> [Work order] Where a line in the listing below contains the word "tokio", copy that line.

──────────────────────────────

//! # debatejudge
//!
//! debatejudge runs structured debates between two remotely hosted agents and
//! scores them with a language-model judge.
//!
//! The crate provides carefully layered abstractions for:
//!
//! * **Request validation**: [`request::validate`] turns a loosely typed
//!   [`EvalRequest`] (participants plus a free-form config) into
//!   [`DebateParams`] before any network activity
//! * **Remote debaters**: [`RemoteAgentClient`] opens, continues and resets
//!   per-role conversations over any [`AgentTransport`]; [`clients::a2a`]
//!   speaks A2A JSON-RPC
//! * **Turn protocol**: [`DebateOrchestrator`] alternates pro and con through
//!   the [`state::DebatePhase`] machine and builds the [`Transcript`]
//! * **Judging**: [`Judge`] scores the transcript through any
//!   [`CompletionService`] using a fixed rubric and a strict output schema,
//!   yielding a validated [`DebateEval`]
//! * **Progress**: every turn, the judge hand-off, the verdict artifact and
//!   the final status flow through a [`ProgressReporter`]
//!
//! ## Running a debate
//!
//! ```rust,no_run
//! use debatejudge::event::ChannelReporter;
//! use debatejudge::{DebateEvaluator, DebateExecutor, DebateJudgeConfig, RunId};
//!
//! #[tokio::main]
//! async fn main() -> Result<(), Box<dyn std::error::Error>> {
//!     debatejudge::init_logger();
//!
//!     let evaluator = DebateEvaluator::from_config(
//!         &DebateJudgeConfig::default(),
//!         &std::env::var("GOOGLE_API_KEY")?,
//!     );
//!     let executor = DebateExecutor::new(evaluator);
//!
//!     let run_id = RunId::new();
//!     let (reporter, mut events) = ChannelReporter::new(run_id);
//!     let printer = tokio::spawn(async move {
//!         while let Some(event) = events.recv().await {
//!             println!("{:?}", event);
//!         }
//!     });
//!
//!     let request = r#"{
//!         "participants": {"pro_debater": "http://127.0.0.1:9019/",
//!                          "con_debater": "http://127.0.0.1:9020/"},
//!         "config": {"topic": "Should AI be regulated?", "num_rounds": 3}
//!     }"#;
//!     let result = executor.execute(run_id, request, &reporter).await?;
//!     println!("{} wins: {}", result.winner, result.reason());
//!
//!     drop(reporter);
//!     printer.await?;
//!     Ok(())
//! }
//! ```
//!
//! ## Testing without a network
//!
//! [`AgentTransport`], [`CompletionService`] and [`ProgressReporter`] are the
//! seams. Implement them with canned replies to drive a full run in memory;
//! the integration tests in `tests/` do exactly that.

use std::sync::Once;

static INIT_LOGGER: Once = Once::new();

/// Initialise the global [`env_logger`] subscriber exactly once.
///
/// Applications embedding debatejudge can opt in to simple `RUST_LOG` driven
/// diagnostics without having to choose a specific logging backend upfront.
///
/// ```rust
/// debatejudge::init_logger();
/// log::info!("Logger is ready");
/// ```
pub fn init_logger() {
    INIT_LOGGER.call_once(|| {
        env_logger::init();
    });
}

// Import the top-level `debatejudge` module.
pub mod debatejudge;

// Re-exporting key items for easier external access.
pub use debatejudge::clients;
pub use debatejudge::completion;
pub use debatejudge::completion::{CompletionError, CompletionService, OutputSchema, TokenUsage};
pub use debatejudge::config;
pub use debatejudge::config::DebateJudgeConfig;
pub use debatejudge::conversation;
pub use debatejudge::conversation::{ConversationChannel, ConversationState, RunId, SessionStore};
pub use debatejudge::error::DebateError;
pub use debatejudge::evaluator;
pub use debatejudge::event;
pub use debatejudge::event::{Part, ProgressEvent, ProgressReporter, TaskState};
pub use debatejudge::executor;
pub use debatejudge::judge;
pub use debatejudge::judge::{DebateEval, DebaterScore, Judge, JudgingError};
pub use debatejudge::orchestrator;
pub use debatejudge::orchestrator::DebateOrchestrator;
pub use debatejudge::remote_agent;
pub use debatejudge::remote_agent::{AgentTransport, RemoteAgentClient, RemoteAgentError};
pub use debatejudge::request;
pub use debatejudge::request::{DebateParams, DebaterRole, EvalRequest, ValidationError};
pub use debatejudge::result;
pub use debatejudge::result::EvalResult;
pub use debatejudge::state;
pub use debatejudge::transcript;
pub use debatejudge::transcript::{Transcript, Turn};
pub use debatejudge::{DebateEvaluator, DebateExecutor};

──────────────────────────────

> [Task solution]
//! #[tokio::main]
//!     let printer = tokio::spawn(async move {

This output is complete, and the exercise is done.